The news hit NBA players the hardest Monday night. Lakers players Talen Horton-Tucker and Kentavious Caldwell-Pope, who both wear Kobes during games, immediately signaled the bat for more pairs of their favorite shoes. “Anyone who can get me Kobes, I need them,” Horton-Tucker said at a recent post-match press conference.
But even those who don’t rely on shoes to do their jobs have been disappointed by the news. “It’s sad that it got to this point at all,” says the writer and former CLICK Magazine editor Russ Bengtson, who is slowly selling his massive sneaker collection while keeping his Kobes. Bengtson initially avoided selling his Kobe sneakers because he didn’t want to be part of the “opportunistic profit that happens when people die unexpectedly.” The announcement of the cessation of production of Kobes will only fuel resale prices.
Bengtson notes that Vanessa is clearly thinking of more than just one short-term sneaker deal and more of Kobe’s legacy as a whole. “We will always do our utmost to honor Kobe and Gigi’s legacy,” Vanessa said in her statement to ESPN. “That will never change.”
And Kobe’s legacy with Nike is enormous: not only is his name at the top of a successful franchise, but “the current leadership of Nike Basketball in general.” [has] was motivated by Kobe’s extensive knowledge of how a basketball shoe should work and what it should look like, ”says Bengtson, it is obviously the low performance shoe that is now widely worn by NBA players .

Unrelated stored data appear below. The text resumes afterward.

use alloc::vec::Vec;

/// A half-open range of item indexes.
#[derive(Clone, Copy, Debug, Default, PartialEq, Eq)]
#[cfg_attr(feature = "serde", derive(serde::Serialize, serde::Deserialize))]
pub struct WindowRange {
    pub start_index: usize,
    pub end_index: usize, // exclusive
}

impl WindowRange {
    pub const EMPTY: Self = Self {
        start_index: 0,
        end_index: 0,
    };

    pub fn new(start_index: usize, end_index: usize) -> Self {
        Self {
            start_index,
            end_index,
        }
    }

    pub fn is_empty(&self) -> bool {
        self.start_index >= self.end_index
    }

    pub fn len(&self) -> usize {
        self.end_index.saturating_sub(self.start_index)
    }

    pub fn contains(&self, index: usize) -> bool {
        index >= self.start_index && index < self.end_index
    }

    /// Widens the range by `overscan` items on each side and clamps it to `[0, count - 1]`.
    ///
    /// A range that starts past the last item is pulled back onto the last item, so a non-empty
    /// list always yields a non-empty window unless both the range and `overscan` are empty at
    /// the very top.
    pub fn widen(self, overscan: usize, count: usize) -> Self {
        if count == 0 {
            return Self::EMPTY;
        }
        let start_index = self.start_index.saturating_sub(overscan).min(count - 1);
        let end_index = self
            .end_index
            .max(self.start_index)
            .saturating_add(overscan)
            .min(count);
        if end_index <= start_index {
            return Self::EMPTY;
        }
        Self {
            start_index,
            end_index,
        }
    }
}

/// A single item to render: its key, position in the sequence, and placement on the scroll axis.
#[derive(Clone, Debug, PartialEq, Eq)]
#[cfg_attr(feature = "serde", derive(serde::Serialize, serde::Deserialize))]
pub struct VirtualItem<K> {
    pub key: K,
    pub index: usize,
    /// Distance from the top of the list to the item's leading edge.
    pub offset_top: u64,
    pub height: u32,
}

impl<K> VirtualItem<K> {
    /// Offset of the item's trailing edge.
    pub fn offset_bottom(&self) -> u64 {
        self.offset_top.saturating_add(self.height as u64)
    }
}

/// The output of a window computation.
#[derive(Clone, Debug, PartialEq, Eq)]
#[cfg_attr(feature = "serde", derive(serde::Serialize, serde::Deserialize))]
pub struct WindowResult<K> {
    /// Items to render, ordered by index.
    pub virtual_items: Vec<VirtualItem<K>>,
    /// Sum of all item heights, rendered or not.
    pub total_extent: u64,
}

impl<K> WindowResult<K> {
    pub fn empty() -> Self {
        Self {
            virtual_items: Vec::new(),
            total_extent: 0,
        }
    }

    /// The range of indexes covered by `virtual_items`.
    pub fn range(&self) -> WindowRange {
        match (self.virtual_items.first(), self.virtual_items.last()) {
            (Some(first), Some(last)) => WindowRange::new(first.index, last.index + 1),
            _ => WindowRange::EMPTY,
        }
    }

    pub fn is_empty(&self) -> bool {
        self.virtual_items.is_empty()
    }
}

impl<K> Default for WindowResult<K> {
    fn default() -> Self {
        Self::empty()
    }
}

/// The viewport size along the scroll axis.
#[derive(Clone, Copy, Debug, Default, PartialEq, Eq)]
#[cfg_attr(feature = "serde", derive(serde::Serialize, serde::Deserialize))]
pub struct ContainerExtent {
    pub height: u32,
}

/// Whether the list is currently being scrolled.
#[derive(Clone, Copy, Debug, Default, PartialEq, Eq)]
#[cfg_attr(feature = "serde", derive(serde::Serialize, serde::Deserialize))]
pub enum ScrollPhase {
    #[default]
    Idle,
    Scrolling,
}

/// A snapshot of the scroll position plus the debounced scrolling flag.
#[derive(Clone, Copy, Debug, Default, PartialEq, Eq)]
#[cfg_attr(feature = "serde", derive(serde::Serialize, serde::Deserialize))]
pub struct ScrollState {
    pub scroll_position: u64,
    pub is_scrolling: bool,
}
use crate::ContainerExtent;

/// Tracks the viewport extent from resize notifications.
///
/// No smoothing is applied: the latest notification always wins.
#[derive(Clone, Copy, Debug, Default, PartialEq, Eq)]
pub struct ContainerSizeTracker {
    extent: ContainerExtent,
}

impl ContainerSizeTracker {
    pub fn new(height: u32) -> Self {
        Self {
            extent: ContainerExtent { height },
        }
    }

    pub fn extent(&self) -> ContainerExtent {
        self.extent
    }

    pub fn height(&self) -> u32 {
        self.extent.height
    }

    /// Applies a resize notification. Returns `true` when the height changed.
    pub fn on_resize(&mut self, height: u32) -> bool {
        let changed = self.extent.height != height;
        self.extent.height = height;
        changed
    }
}
use async_trait::async_trait;

use super::errors::CompletionError;
use super::model::Prompt;

/// Service port for a hosted language model that answers a prompt.
///
/// Implementations perform exactly one request and return the trimmed text
/// of the first choice.
#[async_trait]
pub trait CompletionService: Send + Sync {
    async fn complete(&self, prompt: &Prompt) -> Result<String, CompletionError>;
}
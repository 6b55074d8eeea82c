use business::domain::logger::Logger;
use tracing::{debug, error, info};

/// `Logger` port backed by the global `tracing` subscriber.
pub struct TracingLogger;

impl Logger for TracingLogger {
    fn info(&self, message: &str) {
        info!(target: "gogpt", "{}", message);
    }
    fn error(&self, message: &str) {
        error!(target: "gogpt", "{}", message);
    }
    fn debug(&self, message: &str) {
        debug!(target: "gogpt", "{}", message);
    }
}
use serde::{Deserialize, Serialize};

use business::domain::qa::model::QuestionAnswer;

/// JSON document stored as the bucket value.
#[derive(Debug, Serialize, Deserialize)]
pub struct QuestionAnswerEntity {
    pub question: String,
    pub answer: String,
}

impl QuestionAnswerEntity {
    pub fn from_domain(qa: &QuestionAnswer) -> Self {
        Self {
            question: qa.question.clone(),
            answer: qa.answer.clone(),
        }
    }

    pub fn into_domain(self) -> QuestionAnswer {
        QuestionAnswer::from_repository(self.question, self.answer)
    }
}
use anyhow::{Context, bail};

use business::domain::qa::model::QuestionAnswer;
use business::domain::qa::use_cases::ask::AskQuestionParams;

use crate::cli::args::Cli;
use crate::cli::prompt_files::{load_attachment, load_example};
use crate::config::app_config::AppConfig;
use crate::config::openai_config::OpenAIConfig;
use crate::setup::dependency_injection::DependencyContainer;

pub struct Runner;

impl Runner {
    /// Runs one question through completion and storage. Every failure is
    /// returned with the stage it happened in; nothing is retried.
    pub async fn run(cli: &Cli, config: &AppConfig) -> anyhow::Result<QuestionAnswer> {
        let question = match cli.question.as_deref() {
            Some(question) if !question.trim().is_empty() => question.to_string(),
            _ => bail!("a question is required, pass it with -question"),
        };

        let params = AskQuestionParams {
            question,
            example: load_example(cli)?,
            attachment: load_attachment(cli)?,
        };

        std::fs::create_dir_all(&config.config_dir).with_context(|| {
            format!(
                "failed to create config directory {}",
                config.config_dir.display()
            )
        })?;

        let openai_config =
            OpenAIConfig::load(&config.config_file()).context("failed to load configuration")?;
        tracing::debug!(config = %config.config_file().display(), "configuration loaded");

        let container = DependencyContainer::new(config, openai_config)
            .context("failed to open question store")?;

        let qa = container
            .ask_question
            .execute(params)
            .await
            .context("failed to answer question")?;

        Ok(qa)
    }
}
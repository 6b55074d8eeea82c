pub mod args;
pub mod prompt_files;
use rusqlite::Connection;
use std::{path::PathBuf, time::Duration};
use thiserror::Error;

pub const DEFAULT_BUCKET: &str = "questions_and_answers";

#[derive(Error, Debug)]
pub enum DatabaseError {
    #[error("database.connection_error")]
    ConnectionError,
    #[error("database.invalid_bucket_name")]
    InvalidBucketName,
    #[error("database.bucket_error")]
    BucketError,
    #[error("database.locked")]
    Locked,
}

/// Configuration for the local store file
pub struct DatabaseConfig {
    pub path: PathBuf,
    pub bucket: String,
    pub busy_timeout: Duration,
}

impl DatabaseConfig {
    /// Creates a new store configuration with default values
    pub fn new(path: PathBuf) -> Self {
        Self {
            path,
            bucket: DEFAULT_BUCKET.to_string(),
            busy_timeout: Duration::from_secs(1),
        }
    }
}

/// Opens the store file, creating it and its parent directories if absent,
/// and ensures the configured bucket exists.
///
/// The exclusive lock is taken here, before returning, and held until the
/// connection is dropped. A second process opening the same file, new or
/// existing, fails with `Locked` after `busy_timeout`.
pub fn open_database(config: &DatabaseConfig) -> Result<Connection, DatabaseError> {
    if let Some(parent) = config.path.parent() {
        std::fs::create_dir_all(parent).map_err(|_| DatabaseError::ConnectionError)?;
    }

    let conn = Connection::open(&config.path).map_err(|_| DatabaseError::ConnectionError)?;
    conn.busy_timeout(config.busy_timeout)
        .map_err(|_| DatabaseError::ConnectionError)?;
    conn.pragma_update_and_check(None, "locking_mode", "EXCLUSIVE", |row| {
        row.get::<_, String>(0)
    })
    .map_err(|_| DatabaseError::ConnectionError)?;

    if !is_valid_bucket_name(&config.bucket) {
        return Err(DatabaseError::InvalidBucketName);
    }

    // Exclusive locking mode keeps the lock after COMMIT
    conn.execute_batch("BEGIN EXCLUSIVE")
        .map_err(|_| DatabaseError::Locked)?;
    create_bucket_if_not_exists(&conn, &config.bucket)?;
    conn.execute_batch("COMMIT")
        .map_err(|_| DatabaseError::BucketError)?;
    tracing::debug!(path = %config.path.display(), bucket = %config.bucket, "store opened");

    Ok(conn)
}

/// Creates the key/value table backing a bucket.
pub fn create_bucket_if_not_exists(conn: &Connection, bucket: &str) -> Result<(), DatabaseError> {
    // Bucket names are interpolated into SQL
    if !is_valid_bucket_name(bucket) {
        return Err(DatabaseError::InvalidBucketName);
    }

    conn.execute(
        &format!(
            "CREATE TABLE IF NOT EXISTS {} (key TEXT PRIMARY KEY NOT NULL, value BLOB NOT NULL)",
            bucket
        ),
        [],
    )
    .map_err(|_| DatabaseError::BucketError)?;

    Ok(())
}

fn is_valid_bucket_name(bucket: &str) -> bool {
    let mut chars = bucket.chars();
    match chars.next() {
        Some(first) if first.is_ascii_alphabetic() || first == '_' => {
            chars.all(|c| c.is_ascii_alphanumeric() || c == '_')
        }
        _ => false,
    }
}
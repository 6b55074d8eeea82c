/// Failures of a single completion round trip. None of them are retried.
#[derive(Debug, thiserror::Error)]
pub enum CompletionError {
    #[error("completion.network")]
    Network,
    #[error("completion.unexpected_status: {0}")]
    UnexpectedStatus(u16),
    #[error("completion.decode")]
    Decode,
    #[error("completion.no_choices")]
    NoChoices,
}
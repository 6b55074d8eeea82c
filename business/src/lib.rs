pub mod application {
    pub mod qa {
        pub mod ask;
    }
}

pub mod domain {
    pub mod errors;
    pub mod logger;
    pub mod completion {
        pub mod errors;
        pub mod model;
        pub mod services;
    }
    pub mod qa {
        pub mod errors;
        pub mod model;
        pub mod repository;
        pub mod use_cases {
            pub mod ask;
        }
    }
}
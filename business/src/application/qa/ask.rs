use std::sync::Arc;

use async_trait::async_trait;

use crate::domain::completion::model::Prompt;
use crate::domain::completion::services::CompletionService;
use crate::domain::logger::Logger;
use crate::domain::qa::errors::QaError;
use crate::domain::qa::model::QuestionAnswer;
use crate::domain::qa::repository::QuestionAnswerRepository;
use crate::domain::qa::use_cases::ask::{AskQuestionParams, AskQuestionUseCase};

pub struct AskQuestionUseCaseImpl {
    pub completion: Arc<dyn CompletionService>,
    pub repository: Arc<dyn QuestionAnswerRepository>,
    pub logger: Arc<dyn Logger>,
}

#[async_trait]
impl AskQuestionUseCase for AskQuestionUseCaseImpl {
    async fn execute(&self, params: AskQuestionParams) -> Result<QuestionAnswer, QaError> {
        if params.question.trim().is_empty() {
            return Err(QaError::QuestionEmpty);
        }

        self.logger
            .info(&format!("Asking question: {}", params.question));

        let prompt = Prompt::compose(
            &params.question,
            params.example.as_ref(),
            params.attachment.as_ref(),
        );
        self.logger.debug(&format!(
            "Prompt composed with {} message(s)",
            prompt.messages.len()
        ));

        let answer = match self.completion.complete(&prompt).await {
            Ok(answer) => answer,
            Err(err) => {
                self.logger
                    .error(&format!("Completion request failed: {}", err));
                return Err(err.into());
            }
        };
        self.logger
            .debug(&format!("Received answer of {} bytes", answer.len()));

        let qa = QuestionAnswer::new(params.question, answer)?;
        self.repository.save(&qa).await?;

        self.logger.info("Question and answer stored");
        Ok(qa)
    }
}
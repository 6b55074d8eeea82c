use std::ffi::OsString;
use std::process::ExitCode;

use clap::Parser;
use dotenvy::dotenv;

mod cli;
mod config;
mod setup;

use cli::args::{Cli, normalize_args, write_usage};
use config::app_config::AppConfig;
use setup::runner::Runner;

/// CLI Entry Point
///
/// Parses arguments, asks the configured completion service, stores the
/// question/answer pair and prints the answer.
///
/// Layout:
/// - cli/: Argument parsing and prompt file loading
/// - config/: Config directory, API key and store configuration
/// - setup/: Dependency injection and the ask/store/print run
#[tokio::main(flavor = "current_thread")]
async fn main() -> ExitCode {
    // 1. Load environment variables
    dotenv().ok();

    // 2. Parse arguments, printing usage when none are given
    let args: Vec<OsString> = std::env::args_os().collect();
    if args.len() <= 1 {
        init_tracing(false);
        return match write_usage(&mut std::io::stdout()) {
            Ok(()) => ExitCode::SUCCESS,
            Err(err) => {
                tracing::error!("failed to print usage: {}", err);
                ExitCode::FAILURE
            }
        };
    }
    let cli = Cli::parse_from(normalize_args(args));

    // 3. Initialize tracing
    init_tracing(cli.debug);

    // 4. Load configuration and run
    let result = match AppConfig::from_env() {
        Ok(config) => Runner::run(&cli, &config).await,
        Err(err) => Err(err),
    };

    match result {
        Ok(qa) => {
            println!("Answer: {}", qa.answer);
            ExitCode::SUCCESS
        }
        Err(err) => {
            tracing::error!("{:#}", err);
            ExitCode::FAILURE
        }
    }
}

/// Initializes tracing with the RUST_LOG env filter; `-debug` raises the default.
fn init_tracing(debug: bool) {
    let default_level = if debug { "debug" } else { "info" };
    let env_filter = tracing_subscriber::EnvFilter::try_from_default_env()
        .unwrap_or_else(|_| tracing_subscriber::EnvFilter::new(default_level));
    tracing_subscriber::fmt()
        .with_env_filter(env_filter)
        .with_writer(std::io::stderr)
        .init();
}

Will there be shoes and clothing other than Nike Kobe?
Before his death, Kobe was apparently working on launching his own shoe brand. The entrepreneur Shervin Pishevar tweeted in December of last year, “I met Kobe Bryant at the end of December 2019. Kobe was not happy with Nike and was going to be leaving in 2020. Kobe was going to start Mamba, a player-owned shoe company. This is a possible option. The domain can also choose to enter into an agreement with a new brand; Kobe has worked with Adidas in the past. The key to any new deal is the fact that Kobe Bryant’s estate owns the right to its logo and Mamba signature, according to ESPN.
However, those hoping for a reunion between Nike and Kobe should not give up hope. “At this point, I don’t think the Kobe-Nike split is permanent,” Bengtson speculated. He noted that Kobe collaborator at Nike, Eric Avar, would likely be in the best position to carry on the legacy of the late player’s sneaker line. More than that, he found it hard to imagine a line of Kobe Bryant sneakers without the obsessive attention to detail that was Bryant’s hallmark: “I can’t imagine the Kobe estate endorsing another brand – or launching. its own line – without Kobe being there to make a direct contribution.